Verfahren nach Anspruch 27, in welchem der Exit Tunnel durch eine Anzahl von in Tabelle 11, Tabelle 12, Tabelle 13, Tabelle 14, Tabelle 15, Tabelle 16 oder Tabelle 17 wiedergegebenen Resten definiert ist.
Verfahren nach jedem der Ansprüche 27 bis 45, in welchem das Molekülmodell eine Elektronenform aufweist.
Verfahren nach Anspruch 27, in welchem das in Schritt (a)(ii) erstellte Molekülmodell durch Homology Modeling gewonnen wird.

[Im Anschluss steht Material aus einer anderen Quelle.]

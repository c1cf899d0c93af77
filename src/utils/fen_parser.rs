//! FEN field parsing.
//!
//! Splits a Forsyth-Edwards Notation string into its six fields, filling in
//! defaults for missing trailing fields, and parses each field into the
//! typed values used by `PositionState` and the board capability.

use crate::chess_errors::{ChessErrors, ChessResult};
use crate::game_state::chess_types::*;
use crate::utils::algebraic::algebraic_to_square;

/// The six whitespace-separated FEN fields, defaults already applied.
#[derive(Debug, Clone, Copy, PartialEq, Eq)]
pub struct FenFields<'a> {
    pub placement: &'a str,
    pub side_to_move: &'a str,
    pub castling: &'a str,
    pub en_passant: &'a str,
    pub halfmove: &'a str,
    pub fullmove: &'a str,
}

const DEFAULT_TRAILING_FIELDS: [&str; 5] = ["w", "KQkq", "-", "0", "1"];

/// Split a FEN string; fields 2..=6 default to `w KQkq - 0 1`.
pub fn split_fen_fields(fen: &str) -> ChessResult<FenFields<'_>> {
    let parts: Vec<&str> = fen.split_whitespace().collect();

    if parts.is_empty() {
        return Err(ChessErrors::MalformedFen("missing board layout".to_owned()));
    }
    if parts.len() > 6 {
        return Err(ChessErrors::MalformedFen(format!(
            "FEN has {} fields, expected at most 6",
            parts.len()
        )));
    }

    Ok(FenFields {
        placement: parts[0],
        side_to_move: field_or_default(&parts, 1),
        castling: field_or_default(&parts, 2),
        en_passant: field_or_default(&parts, 3),
        halfmove: field_or_default(&parts, 4),
        fullmove: field_or_default(&parts, 5),
    })
}

fn field_or_default<'a>(parts: &[&'a str], idx: usize) -> &'a str {
    parts
        .get(idx)
        .copied()
        .unwrap_or(DEFAULT_TRAILING_FIELDS[idx - 1])
}

/// Parse the placement field into a rank-major square array.
pub fn parse_placement(board_part: &str) -> ChessResult<[Piece; 64]> {
    let mut squares = [EMPTY; 64];

    let ranks: Vec<&str> = board_part.split('/').collect();
    if ranks.len() != 8 {
        return Err(ChessErrors::MalformedFen(format!(
            "board layout must contain 8 ranks, found {}",
            ranks.len()
        )));
    }

    for (fen_rank_idx, rank_str) in ranks.iter().enumerate() {
        let board_rank = 7 - fen_rank_idx;
        let mut file = 0usize;

        for ch in rank_str.chars() {
            if let Some(empty_count) = ch.to_digit(10) {
                let step = empty_count as usize;
                if !(1..=8).contains(&step) || file + step > 8 {
                    return Err(ChessErrors::MalformedFen(format!(
                        "invalid empty-square count '{ch}' in rank {}",
                        board_rank + 1
                    )));
                }
                file += step;
                continue;
            }

            let piece = piece_from_fen_char(ch).ok_or_else(|| {
                ChessErrors::MalformedFen(format!("unknown piece character '{ch}'"))
            })?;

            if file >= 8 {
                return Err(ChessErrors::MalformedFen(format!(
                    "rank {} has more than 8 files",
                    board_rank + 1
                )));
            }

            squares[board_rank * 8 + file] = piece;
            file += 1;
        }

        if file != 8 {
            return Err(ChessErrors::MalformedFen(format!(
                "rank {} does not sum to 8 files",
                board_rank + 1
            )));
        }
    }

    Ok(squares)
}

pub fn parse_side_to_move(side_part: &str) -> ChessResult<Color> {
    match side_part {
        "w" => Ok(Color::White),
        "b" => Ok(Color::Black),
        _ => Err(ChessErrors::MalformedFen(format!(
            "invalid side-to-move field: {side_part}"
        ))),
    }
}

pub fn parse_castling_rights(castling_part: &str) -> ChessResult<CastlingRights> {
    if castling_part == "-" {
        return Ok(0);
    }

    let mut rights: CastlingRights = 0;

    for ch in castling_part.chars() {
        match ch {
            'K' => rights |= CASTLE_WHITE_KINGSIDE,
            'Q' => rights |= CASTLE_WHITE_QUEENSIDE,
            'k' => rights |= CASTLE_BLACK_KINGSIDE,
            'q' => rights |= CASTLE_BLACK_QUEENSIDE,
            _ => {
                return Err(ChessErrors::MalformedFen(format!(
                    "invalid castling rights character: {ch}"
                )))
            }
        }
    }

    Ok(rights)
}

pub fn parse_en_passant_square(en_passant_part: &str) -> ChessResult<Option<Square>> {
    if en_passant_part == "-" {
        return Ok(None);
    }

    algebraic_to_square(en_passant_part).map(Some).map_err(|_| {
        ChessErrors::MalformedFen(format!("invalid en-passant square: {en_passant_part}"))
    })
}

pub fn parse_clock(clock_part: &str, name: &str) -> ChessResult<u32> {
    clock_part
        .parse::<u32>()
        .map_err(|_| ChessErrors::MalformedFen(format!("invalid {name}: {clock_part}")))
}

#[cfg(test)]
mod tests {
    use super::*;
    use crate::game_state::chess_rules::STARTING_POSITION_FEN;

    #[test]
    fn splits_full_fen() {
        let fields = split_fen_fields(STARTING_POSITION_FEN).expect("starting FEN should split");
        assert_eq!(fields.placement, "rnbqkbnr/pppppppp/8/8/8/8/PPPPPPPP/RNBQKBNR");
        assert_eq!(fields.side_to_move, "w");
        assert_eq!(fields.castling, "KQkq");
        assert_eq!(fields.en_passant, "-");
        assert_eq!(fields.halfmove, "0");
        assert_eq!(fields.fullmove, "1");
    }

    #[test]
    fn missing_trailing_fields_take_defaults() {
        let fields = split_fen_fields("8/8/8/8/8/8/8/8 b").expect("short FEN should split");
        assert_eq!(fields.side_to_move, "b");
        assert_eq!(fields.castling, "KQkq");
        assert_eq!(fields.en_passant, "-");
        assert_eq!(fields.halfmove, "0");
        assert_eq!(fields.fullmove, "1");
    }

    #[test]
    fn rejects_empty_and_overlong_fen() {
        assert!(matches!(split_fen_fields("   "), Err(ChessErrors::MalformedFen(_))));
        assert!(matches!(
            split_fen_fields("8/8/8/8/8/8/8/8 w - - 0 1 extra"),
            Err(ChessErrors::MalformedFen(_))
        ));
    }

    #[test]
    fn parses_placement() {
        let squares = parse_placement("rnbqkbnr/pppppppp/8/8/8/8/PPPPPPPP/RNBQKBNR")
            .expect("placement should parse");
        assert_eq!(squares[4], make_piece(Color::White, Figure::King));
        assert_eq!(squares[60], make_piece(Color::Black, Figure::King));
        assert_eq!(squares[28], EMPTY);
    }

    #[test]
    fn rejects_malformed_placement() {
        for bad in [
            "8/8/8/8/8/8/8",
            "8/8/8/8/8/8/8/8/8",
            "9/8/8/8/8/8/8/8",
            "7/8/8/8/8/8/8/8",
            "ppppppppp/8/8/8/8/8/8/8",
            "x7/8/8/8/8/8/8/8",
            "44/8/8/8/8/8/8/8/",
            "0p7/8/8/8/8/8/8/8",
        ] {
            assert!(
                matches!(parse_placement(bad), Err(ChessErrors::MalformedFen(_))),
                "{bad} should be rejected"
            );
        }
    }

    #[test]
    fn parses_state_fields() {
        assert_eq!(parse_side_to_move("b").expect("side"), Color::Black);
        assert!(parse_side_to_move("x").is_err());
        assert_eq!(parse_castling_rights("Kq").expect("rights"), 0b1001);
        assert_eq!(parse_castling_rights("-").expect("rights"), 0);
        assert!(parse_castling_rights("KX").is_err());
        assert_eq!(parse_en_passant_square("e3").expect("ep"), Some(20));
        assert_eq!(parse_en_passant_square("-").expect("ep"), None);
        assert!(matches!(
            parse_en_passant_square("z9"),
            Err(ChessErrors::MalformedFen(_))
        ));
        assert_eq!(parse_clock("12", "halfmove clock").expect("clock"), 12);
        assert!(parse_clock("-1", "halfmove clock").is_err());
    }
}
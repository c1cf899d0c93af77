//! Board capabilities consumed by the position-state core.
//!
//! `PositionState` never owns piece placement. It reads pieces through
//! [`PieceLookup`] (hash initialization, FEN rendering) and hands placement
//! parsing to [`BoardCapability`]. A board reverses a ply from the same
//! [`Move`] value it applied, so the move record must carry the captured
//! piece for `revert_move` to be exact.

use crate::chess_errors::ChessResult;
use crate::game_state::chess_types::*;
use crate::moves::chess_move::Move;

/// Read-only piece query.
pub trait PieceLookup {
    /// Piece on `square`, [`EMPTY`] when vacant.
    fn piece_at(&self, square: Square) -> Piece;
}

/// Mutable piece placement driven by the position-state core.
pub trait BoardCapability: PieceLookup {
    /// Replace the placement with the FEN placement field.
    fn set_placement(&mut self, placement: &str) -> ChessResult<()>;

    /// Move pieces for `mv`, including the castling rook, the en-passant
    /// victim and the promoted figure.
    fn apply_move(&mut self, mv: Move);

    /// Exact inverse of [`BoardCapability::apply_move`] for the same `mv`.
    fn revert_move(&mut self, mv: Move);
}

impl PieceLookup for [Piece; 64] {
    #[inline]
    fn piece_at(&self, square: Square) -> Piece {
        self.get(square as usize).copied().unwrap_or(EMPTY)
    }
}
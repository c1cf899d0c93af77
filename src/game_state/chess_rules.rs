//! Canonical chess-rule constants.
//!
//! Static literals for the starting position, the rook corner squares that
//! carry castling rights, and the rook relocation performed by each castle.

use crate::game_state::chess_types::*;

/// Standard chess starting position in Forsyth-Edwards Notation (FEN).
pub const STARTING_POSITION_FEN: &str = "rnbqkbnr/pppppppp/8/8/8/8/PPPPPPPP/RNBQKBNR w KQkq - 0 1";

pub const A1: Square = 0;
pub const H1: Square = 7;
pub const A8: Square = 56;
pub const H8: Square = 63;

/// Corner square paired with the right it guards.
pub const CASTLING_CORNERS: [(Square, CastlingRights); 4] = [
    (A1, CASTLE_WHITE_QUEENSIDE),
    (H1, CASTLE_WHITE_KINGSIDE),
    (A8, CASTLE_BLACK_QUEENSIDE),
    (H8, CASTLE_BLACK_KINGSIDE),
];

/// One castle: king origin/destination and rook origin/destination.
#[derive(Debug, Clone, Copy, PartialEq, Eq)]
pub struct CastlingRookMove {
    pub king_from: Square,
    pub king_to: Square,
    pub rook_from: Square,
    pub rook_to: Square,
}

pub const CASTLING_ROOK_MOVES: [CastlingRookMove; 4] = [
    // e1g1
    CastlingRookMove {
        king_from: 4,
        king_to: 6,
        rook_from: 7,
        rook_to: 5,
    },
    // e1c1
    CastlingRookMove {
        king_from: 4,
        king_to: 2,
        rook_from: 0,
        rook_to: 3,
    },
    // e8g8
    CastlingRookMove {
        king_from: 60,
        king_to: 62,
        rook_from: 63,
        rook_to: 61,
    },
    // e8c8
    CastlingRookMove {
        king_from: 60,
        king_to: 58,
        rook_from: 56,
        rook_to: 59,
    },
];

/// Rook relocation for a king move, if the move is one of the four castles.
pub fn castling_rook_move(king_from: Square, king_to: Square) -> Option<CastlingRookMove> {
    CASTLING_ROOK_MOVES
        .iter()
        .copied()
        .find(|c| c.king_from == king_from && c.king_to == king_to)
}
//! Errors used throughout the position-state core.
//!
//! `ChessErrors` is the single error type returned by FEN parsing, move-text
//! validation, history manipulation and the external engine channel, so
//! callers can branch on the failure kind instead of matching strings.
//!
//! Usage guidelines:
//! - Parsing variants (`MalformedFen`, `InvalidMoveFormat`) describe bad
//!   input and are suitable for presenting to end users.
//! - `InvalidOperation` marks a programmer error such as asking a quiet move
//!   for its en-passant square.
//! - `NoHistory` and `HistoryTruncated` are deliberately distinct: the first
//!   means nothing was played, the second means the last `play` was
//!   definitive and discarded its undo snapshot.
//! - Channel variants are fatal for the request that raised them; no retry
//!   is attempted.

use thiserror::Error;

/// Unified error type for the crate.
#[derive(Debug, Error)]
pub enum ChessErrors {
    /// Wrong rank/file count, bad separator, unknown piece letter, or an
    /// unparseable state field.
    #[error("malformed FEN: {0}")]
    MalformedFen(String),

    /// Wrong length, out-of-range file/rank character or bad promotion
    /// letter in a UCI move text.
    #[error("invalid move format: {0}")]
    InvalidMoveFormat(String),

    /// The call does not make sense for its argument.
    #[error("invalid operation: {0}")]
    InvalidOperation(String),

    /// `unplay` was called with no move on the history stack.
    #[error("no move to undo")]
    NoHistory,

    /// `unplay` was called after a definitive `play` discarded the undo
    /// snapshot.
    #[error("undo history was truncated by a definitive play")]
    HistoryTruncated,

    /// EOF or I/O failure while talking to an external engine.
    #[error("engine channel failure: {0}")]
    ChannelFailure(String),

    /// No line carrying the expected token arrived before the deadline.
    #[error("timed out waiting for '{0}'")]
    ChannelTimeout(String),

    /// The wait for a token was cancelled by the caller.
    #[error("cancelled while waiting for '{0}'")]
    ChannelCancelled(String),

    #[error(transparent)]
    Io(#[from] std::io::Error),
}

/// Result alias used by every fallible operation in the crate.
pub type ChessResult<T> = Result<T, ChessErrors>;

Verfahren nach Anspruch 27, in welchem das in Schritt (a)(ii) erstellte Molekülmodell durch Molecular Replacement gewonnen wird.
Verfahren nach Anspruch 27, in welchem das Molekülmodell Reste umfasst, welche unter prokaryotischen Organismen konserviert sind.
Verfahren nach Anspruch 27, in welchem das Molekülmodell einen Rest umfasst, welcher in einem prokaryotischen Ribosom vorkommt, in einem eukaryotischen Ribosom aber fehlt.
Verfahren nach Anspruch 50, in welchem das eukaryotische Ribosom ein Ribosom von Säugetieren ist.